You will realize the bemf has an opposite polarity, this imply's that a neg pulsed coil will have a pos return and a pos pulsed coil will have a neg return.

Study ionization, the plarity of the electrodes, the ion clouds formed around the electrodes, how that relates to a pos and neg pulsed coil.

Alternating current is more that it imply's, a coil pulsed with alternating current receives a pos and neg pulse.
Check out static neutralizers and you will see how your neutralizing any extra energy you may be drawing from the ambient by powering a transformer with both legs.
Split the pos and neg so they cant neutralize each other.

Dave take a good look at the scope shot and the circuit that produced it ( a few posts back), now notice that all the voltage is positive and all the current is positive,

If you look at the grounding point you will see that when the switch turns on the scope probe for voltage drops to zero, however the current rises positive and then declines positive. The  applied voltage is DC and on switch on the scope probe drops to zero volts then on switch off the voltage rises positive as the current declines positive.

There is no negative to it. Unless a wanted or unwanted oscillation causes it.

People say the voltage of the coil reverses but going by my scope shot I do not see how, the voltage is scoped across the coil and the voltage is always nil or positive.

If someone else would like to point out where the voltage across the coil reverses I would be glad to try to understand it.

Cheers

Farmhand

What happens is the coil changes from being a "load" to a "supply" and so the actual voltage "polarity" does not change nor does the direction of the current the only thing that changes is the end of the coil we think of as positive with relation to "load" "supply" situations, this is due to voltage level not positive negative as such. In other words when the coil is taking current the dot to designate the positive end of the coil is at the top, then when the coil is supplying current the dot to designate the coil polarity is moved to the bottom. It's a change in the mind only, to rationalize the thing we are seeing and so like minded people can communicate about it. There is much disinfo about DC pulsing of coils. And much is not explained by some of the other trained guys or too many people ignore them.

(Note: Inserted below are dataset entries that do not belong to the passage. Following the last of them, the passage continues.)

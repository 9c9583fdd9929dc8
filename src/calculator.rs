//! Margin requirements for positions.
//!
//! The calculator is a pure function of the position's exposure, the
//! parameter set, the oracle's rate statistics and the market snapshot.
//! It answers "how much could this position lose if it had to be unwound
//! at a stressed fixed rate?".
//!
//! # Model
//!
//! 1. Time factor `tau = min(time_to_maturity, t_max) / t_max`.
//! 2. APY band around the observed APY, widened by the confidence term
//!    `xi * sqrt(sigma^2 * (alpha + beta * apy) * tau)` and kept at least
//!    `min_delta` away from the APY.  The Initial band additionally scales
//!    the APY by the upper/lower multipliers.
//! 3. Stressed unwind rates left and right of the current fixed rate
//!    `r`, at least `max(r * dev_mul * tau, deviation_min)` away from it
//!    and no tighter than the band.
//! 4. Cash flow to maturity if the variable leg realised the stressed
//!    rate; the requirement is the worse loss of the two scenarios.
//! 5. LP positions are also evaluated after absorbing the trades that
//!    would push the price to either edge of their range.
//! 6. Any non-empty position requires at least the liquidator incentive.
//!
//! Initial mode yields a requirement at least as large as Liquidation
//! mode for every validated parameter set.

use integer_sqrt::IntegerSquareRoot;

use crate::config::MarginCalculatorParameters;
use crate::domain::{
    seconds_to_years, Rounding, SqrtPriceX96, TermWindow, TickRange, Timestamp, Wad, WAD,
};
use crate::error::{IrsError, Result};
use crate::math::{
    amounts_for_price_move, balanced_fixed_tokens, fixed_factor, fixed_rate_at,
    tick_to_sqrt_price, CheckedArithmetic, FeeTerms,
};

/// Which requirement to compute.
#[derive(Debug, Clone, Copy, PartialEq, Eq, Hash)]
#[cfg_attr(feature = "serde", derive(serde::Serialize, serde::Deserialize))]
pub enum MarginMode {
    /// Checked on voluntary changes (mint, swap, withdrawal).
    Initial,
    /// Below this a position may be liquidated.
    Liquidation,
}

/// Exposure of a position.
#[derive(Debug, Clone, Copy, PartialEq, Eq)]
pub struct PositionSnapshot {
    pub range: TickRange,
    pub liquidity: u128,
    pub fixed_token_balance: Wad,
    pub variable_token_balance: Wad,
}

impl PositionSnapshot {
    /// `true` if the position carries neither liquidity nor balances.
    #[must_use]
    pub const fn is_empty(&self) -> bool {
        self.liquidity == 0
            && self.fixed_token_balance.is_zero()
            && self.variable_token_balance.is_zero()
    }
}

/// Rate statistics read from the oracle at the time of the check.
#[derive(Debug, Clone, Copy, PartialEq, Eq)]
pub struct RateStatistics {
    /// Observed APY over the lookback window, as a fraction.
    pub historical_apy: Wad,
    /// Realised variable rate from term start to now.
    pub accrued_variable_factor: Wad,
}

/// Market state at the time of the check.
#[derive(Debug, Clone, Copy, PartialEq, Eq)]
pub struct MarketSnapshot {
    pub sqrt_price: SqrtPriceX96,
    pub term: TermWindow,
    pub now: Timestamp,
}

/// Stressed fixed rates (percent) used to unwind a position.
#[derive(Debug, Clone, Copy, PartialEq, Eq)]
struct UnwindRates {
    left: Wad,
    right: Wad,
}

/// Margin `position` must hold under `mode`.
///
/// # Examples
///
/// ```
/// use irs_amm::calculator::{
///     required_margin, MarginMode, MarketSnapshot, PositionSnapshot, RateStatistics,
/// };
/// use irs_amm::config::MarginCalculatorParameters;
/// use irs_amm::domain::{SqrtPriceX96, TermWindow, TickRange, Timestamp, Wad};
///
/// let position = PositionSnapshot {
///     range: TickRange::new(-60, 60, 60).expect("range"),
///     liquidity: 0,
///     fixed_token_balance: Wad::from_integer(100),
///     variable_token_balance: Wad::from_integer(-100),
/// };
/// let market = MarketSnapshot {
///     sqrt_price: SqrtPriceX96::ONE,
///     term: TermWindow::new(Timestamp::new(0), Timestamp::new(31_536_000)).expect("term"),
///     now: Timestamp::new(0),
/// };
/// let rates = RateStatistics {
///     historical_apy: Wad::from_raw(10_000_000_000_000_000),
///     accrued_variable_factor: Wad::ZERO,
/// };
/// let params = MarginCalculatorParameters::default();
///
/// let im = required_margin(&position, &params, &rates, &market, MarginMode::Initial).expect("im");
/// let lm = required_margin(&position, &params, &rates, &market, MarginMode::Liquidation).expect("lm");
/// assert!(im >= lm);
/// assert!(lm > Wad::from_integer(2));
/// ```
///
/// # Errors
///
/// Arithmetic errors on overflow; tick errors for malformed ranges.
pub fn required_margin(
    position: &PositionSnapshot,
    params: &MarginCalculatorParameters,
    rates: &RateStatistics,
    market: &MarketSnapshot,
    mode: MarginMode,
) -> Result<Wad> {
    if position.is_empty() {
        return Ok(Wad::ZERO);
    }
    let tau = time_factor(market.term.seconds_to_maturity(market.now), params.t_max)?;
    let (band_lower, band_upper) = apy_band(params, rates.historical_apy, tau, mode)?;

    let current_rate = fixed_rate_at(market.sqrt_price, Rounding::Down)?;
    let mut requirement = unwind_loss(
        position.fixed_token_balance,
        position.variable_token_balance,
        current_rate,
        (band_lower, band_upper),
        tau,
        params,
        rates,
        market,
        mode,
    )?;

    if position.liquidity > 0 {
        for edge in [position.range.lower(), position.range.upper()] {
            let edge_price = tick_to_sqrt_price(edge)?;
            let (fixed, variable) = exposure_at(position, edge_price, rates, market)?;
            let edge_rate = fixed_rate_at(edge_price, Rounding::Down)?;
            let loss = unwind_loss(
                fixed,
                variable,
                edge_rate,
                (band_lower, band_upper),
                tau,
                params,
                rates,
                market,
                mode,
            )?;
            requirement = requirement.max(loss);
        }
    }

    Ok(requirement.max(params.min_margin_to_incentivise_liquidators))
}

/// `min(seconds, t_max) / t_max` as a fraction.
fn time_factor(seconds_to_maturity: u64, t_max: u64) -> Result<Wad> {
    if t_max == 0 {
        return Err(IrsError::InvalidConfiguration("t_max must be positive"));
    }
    let capped = seconds_to_maturity.min(t_max);
    Ok(Wad::from_raw(i128::from(capped) * WAD / i128::from(t_max)))
}

/// Square root of a non-negative wad, rounded down.
fn wad_sqrt(value: Wad) -> Result<Wad> {
    if !value.is_positive() {
        return Ok(Wad::ZERO);
    }
    let scaled = value
        .unsigned_abs()
        .checked_mul(WAD.unsigned_abs())
        .ok_or(IrsError::Overflow("wad square root"))?;
    let root = i128::try_from(scaled.integer_sqrt())
        .map_err(|_| IrsError::Overflow("wad square root"))?;
    Ok(Wad::from_raw(root))
}

/// Lower and upper APY bounds, converted to percent.
fn apy_band(
    params: &MarginCalculatorParameters,
    apy: Wad,
    tau: Wad,
    mode: MarginMode,
) -> Result<(Wad, Wad)> {
    let (upper_base, lower_base, min_delta) = match mode {
        MarginMode::Initial => (
            apy.safe_mul(&params.apy_upper_multiplier, Rounding::Up)?,
            apy.safe_mul(&params.apy_lower_multiplier, Rounding::Down)?,
            params.min_delta_im,
        ),
        MarginMode::Liquidation => (apy, apy, params.min_delta_lm),
    };

    let variance = params
        .alpha
        .safe_add(&params.beta.safe_mul(&apy, Rounding::Up)?)?
        .safe_mul(&params.sigma_squared, Rounding::Up)?
        .safe_mul(&tau, Rounding::Up)?;
    let confidence = wad_sqrt(variance)?;

    let upper = upper_base
        .safe_add(&params.xi_upper.safe_mul(&confidence, Rounding::Up)?)?
        .max(apy.safe_add(&min_delta)?);
    let lower = lower_base
        .safe_sub(&params.xi_lower.safe_mul(&confidence, Rounding::Up)?)?
        .min(apy.safe_sub(&min_delta)?)
        .clamp_non_negative();

    let hundred = Wad::from_integer(100);
    Ok((
        lower.safe_mul(&hundred, Rounding::Down)?,
        upper.safe_mul(&hundred, Rounding::Up)?,
    ))
}

fn unwind_rates(
    rate: Wad,
    band: (Wad, Wad),
    tau: Wad,
    params: &MarginCalculatorParameters,
    mode: MarginMode,
) -> Result<UnwindRates> {
    let (mul_left, mul_right, min_left, min_right) = match mode {
        MarginMode::Initial => (
            params.dev_mul_left_unwind_im,
            params.dev_mul_right_unwind_im,
            params.fixed_rate_deviation_min_left_unwind_im,
            params.fixed_rate_deviation_min_right_unwind_im,
        ),
        MarginMode::Liquidation => (
            params.dev_mul_left_unwind_lm,
            params.dev_mul_right_unwind_lm,
            params.fixed_rate_deviation_min_left_unwind_lm,
            params.fixed_rate_deviation_min_right_unwind_lm,
        ),
    };
    let deviation = |mul: &Wad, floor: Wad| -> Result<Wad> {
        Ok(rate
            .safe_mul(mul, Rounding::Up)?
            .safe_mul(&tau, Rounding::Up)?
            .max(floor))
    };
    let left = rate
        .safe_sub(&deviation(&mul_left, min_left)?)?
        .min(band.0)
        .clamp_non_negative();
    let right = rate.safe_add(&deviation(&mul_right, min_right)?)?.max(band.1);
    Ok(UnwindRates { left, right })
}

/// Worst loss of `(fixed, variable)` over the two stressed rates.
#[allow(clippy::too_many_arguments)]
fn unwind_loss(
    fixed: Wad,
    variable: Wad,
    rate: Wad,
    band: (Wad, Wad),
    tau: Wad,
    params: &MarginCalculatorParameters,
    rates: &RateStatistics,
    market: &MarketSnapshot,
    mode: MarginMode,
) -> Result<Wad> {
    let stressed = unwind_rates(rate, band, tau, params, mode)?;
    let years = seconds_to_years(market.term.seconds_to_maturity(market.now));
    let known = fixed
        .safe_mul(&fixed_factor(market.term.duration()), Rounding::Down)?
        .safe_add(&variable.safe_mul(&rates.accrued_variable_factor, Rounding::Down)?)?;

    let loss_at = |percent: Wad| -> Result<Wad> {
        let future = variable
            .safe_mul(&percent, Rounding::Down)?
            .safe_mul(&years, Rounding::Down)?
            .safe_div(&Wad::from_integer(100), Rounding::Down)?;
        let cashflow = known.safe_add(&future)?;
        if cashflow.is_negative() {
            negate(cashflow)
        } else {
            Ok(Wad::ZERO)
        }
    };
    Ok(loss_at(stressed.left)?.max(loss_at(stressed.right)?))
}

/// Balances the LP would hold after the price travelled to `edge`.
fn exposure_at(
    position: &PositionSnapshot,
    edge: SqrtPriceX96,
    rates: &RateStatistics,
    market: &MarketSnapshot,
) -> Result<(Wad, Wad)> {
    let lower = tick_to_sqrt_price(position.range.lower())?;
    let upper = tick_to_sqrt_price(position.range.upper())?;
    // Only the part of the path inside the range is absorbed.
    let start = market.sqrt_price.clamp(lower, upper);
    let end = edge.clamp(lower, upper);

    let traded = amounts_for_price_move(start, end, position.liquidity, FeeTerms::ZERO)?;
    let lp_fixed = negate(traded.fixed_token_delta)?;
    let lp_variable = negate(traded.variable_token_delta)?;
    let lp_fixed = balanced_fixed_tokens(
        lp_fixed,
        lp_variable,
        rates.accrued_variable_factor,
        market.term.seconds_elapsed(market.now),
        market.term.duration(),
    )?;
    Ok((
        position.fixed_token_balance.safe_add(&lp_fixed)?,
        position.variable_token_balance.safe_add(&lp_variable)?,
    ))
}

fn negate(value: Wad) -> Result<Wad> {
    value
        .checked_neg()
        .ok_or(IrsError::Overflow("wad negation"))
}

I don't mind to argue with them, because I feel anyone can be mistaken, I don't mind being wrong if I learn something, but most of the time they are correct, it's just that most of us do not understand how they say it. Or misunderstand what they say. And the misunderstanding goes both ways of course.

The discharge of a coil is forward emf (or just plain emf) as opposed to counter or back emf. This is seen by the current remaining to flow the same way, the voltage reversal across the coil happens when the coil discharge causes a higher voltage than the supply, but it does not go negative.

Cheers

TinselKoala

Farmhand, your coil circuit appears to be "overdamped" or even critically damped,  in that there is no trace of an oscillatory ringdown when the supply is cut off.  Other circuit parameters could be adjusted so that a ringdown at the resonant frequency of the circuit could appear, maybe. This may or may not have a good or bad effect on the performance depending on what the goal is.

MarkE

When an L/R or L/C circuit is switched must faster than the reactive network time constant, trapezoidal waveforms such as seen in farmhand's oscilloscope captures result.